For the second time in six years, mice have gotten into the curing rooms. We had to destroy 1,300 pounds of cheese two weeks ago, dumping it into the manure pit to be spread on the fields - excepting what the dog dragged back out onto the lawn.
(Don’t let the dog kiss you for a while.)
The plant has always had sticky-pad mousetraps in every corner, and it didn’t make a bit of difference.
Now, in addition to those traps, we have set out larger sticky “rattraps” custom-baited with the stinkiest cheese we make.
There are also one or two “humane” baited boxes –miniaturized versions of the metal traps used by the State to catch and release raccoons hereabouts.
There’s no indicator to let you know that the boxes have been tripped; I think you have to pick it up and shake it to find out if there’s something alive, rattling around inside.
(I won’t be handling any of that.)
My husband Dan even purchased an electronic “mice-away” device that is supposed to melt rodent brains within a ten-foot radius and taserfy the circuitry in the walls - or something along those lines. We don’t know how it works; we only hope that it will.
Everything that can be done has been done, short of sitting in the hallway with a loaded shotgun, waiting for mice to go darting across the room.
Two of them were caught on “stickies” the following week.
Though our anger and frustration remained high, there was little revenge to extract, other than Dan feeding them to the semi-feral barncats.

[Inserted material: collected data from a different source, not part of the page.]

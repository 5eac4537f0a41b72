use glam::Vec3;

use super::{Aabb, Collider};

#[derive(Debug, Clone, Copy, PartialEq)]
pub struct PlayerVolume {
    pub half_width: f32,
    pub height: f32,
}

impl PlayerVolume {
    /// Box for a player whose feet are at `position`.
    pub fn box_at(&self, position: Vec3) -> Aabb {
        Aabb {
            min: Vec3::new(
                position.x - self.half_width,
                position.y,
                position.z - self.half_width,
            ),
            max: Vec3::new(
                position.x + self.half_width,
                position.y + self.height,
                position.z + self.half_width,
            ),
        }
    }
}

#[derive(Debug, Clone, Copy, PartialEq)]
pub struct ResolveResult {
    pub position: Vec3,
    pub grounded: bool,
    pub hit_ceiling: bool,
}

#[derive(Debug, Clone, Copy, PartialEq, Eq)]
enum SeparationAxis {
    PosX,
    NegX,
    Up,
    Down,
    PosZ,
    NegZ,
}

/// Pushes the player volume out of static boxes each frame.
///
/// The only state carried between frames is the previously resolved feet
/// height, used to catch fast falls that skipped a thin platform entirely.
#[derive(Debug, Clone)]
pub struct CollisionResolver {
    volume: PlayerVolume,
    previous_y: Option<f32>,
}

impl CollisionResolver {
    pub fn new(volume: PlayerVolume) -> Self {
        Self {
            volume,
            previous_y: None,
        }
    }

    pub fn volume(&self) -> PlayerVolume {
        self.volume
    }

    pub fn previous_y(&self) -> Option<f32> {
        self.previous_y
    }

    /// Forgets last frame's height so a teleport does not read as a fall.
    pub fn reset(&mut self) {
        self.previous_y = None;
    }

    pub fn resolve(
        &mut self,
        proposed: Vec3,
        colliders: &[Collider],
        ground_y: f32,
    ) -> ResolveResult {
        let mut position = proposed;
        let mut grounded = false;
        let mut hit_ceiling = false;

        for collider in colliders {
            let player = self.volume.box_at(position);
            if !player.intersects(&collider.bounds) {
                continue;
            }
            let solid = &collider.bounds;
            match min_separation(&player, solid) {
                SeparationAxis::PosX => position.x = solid.max.x + self.volume.half_width,
                SeparationAxis::NegX => position.x = solid.min.x - self.volume.half_width,
                SeparationAxis::PosZ => position.z = solid.max.z + self.volume.half_width,
                SeparationAxis::NegZ => position.z = solid.min.z - self.volume.half_width,
                SeparationAxis::Up => {
                    position.y = solid.max.y;
                    grounded = true;
                }
                SeparationAxis::Down => {
                    position.y = solid.min.y - self.volume.height;
                    hit_ceiling = true;
                }
            }
        }

        if !grounded {
            if let Some(top) = self.tunneled_surface(position, colliders) {
                position.y = top;
                grounded = true;
            }
        }

        if position.y <= ground_y {
            position.y = ground_y;
            grounded = true;
        }

        self.previous_y = Some(position.y);
        ResolveResult {
            position,
            grounded,
            hit_ceiling,
        }
    }

    fn tunneled_surface(&self, position: Vec3, colliders: &[Collider]) -> Option<f32> {
        let previous_y = self.previous_y?;
        let footprint = self.volume.box_at(position);
        colliders
            .iter()
            .map(|collider| &collider.bounds)
            .filter(|bounds| {
                let top = bounds.max.y;
                position.y < top && previous_y >= top && footprint.overlaps_horizontally(bounds)
            })
            .map(|bounds| bounds.max.y)
            .reduce(f32::max)
    }
}

/// Face of `solid` nearest to the player, picked by the smallest of the six
/// face-to-face overlaps. Ties keep the earlier candidate.
fn min_separation(player: &Aabb, solid: &Aabb) -> SeparationAxis {
    let candidates = [
        (SeparationAxis::PosX, solid.max.x - player.min.x),
        (SeparationAxis::NegX, player.max.x - solid.min.x),
        (SeparationAxis::Up, solid.max.y - player.min.y),
        (SeparationAxis::Down, player.max.y - solid.min.y),
        (SeparationAxis::PosZ, solid.max.z - player.min.z),
        (SeparationAxis::NegZ, player.max.z - solid.min.z),
    ];
    let mut best = candidates[0];
    for candidate in &candidates[1..] {
        if candidate.1.abs() < best.1.abs() {
            best = *candidate;
        }
    }
    best.0
}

He postulated that nailing one to the wall would ward off other potential comers, but I don’t think that works in any place other than his imagination.
We replaced the front door of the cheeseplant, where we think they entered the building through a rotted sill, but the ongoing problem appears to be farm visitors who don’t close the door properly when they enter and exit.
I’d hate to have to stop allowing cheese-buying day-trippers interior access, but it’s been crossing my mind.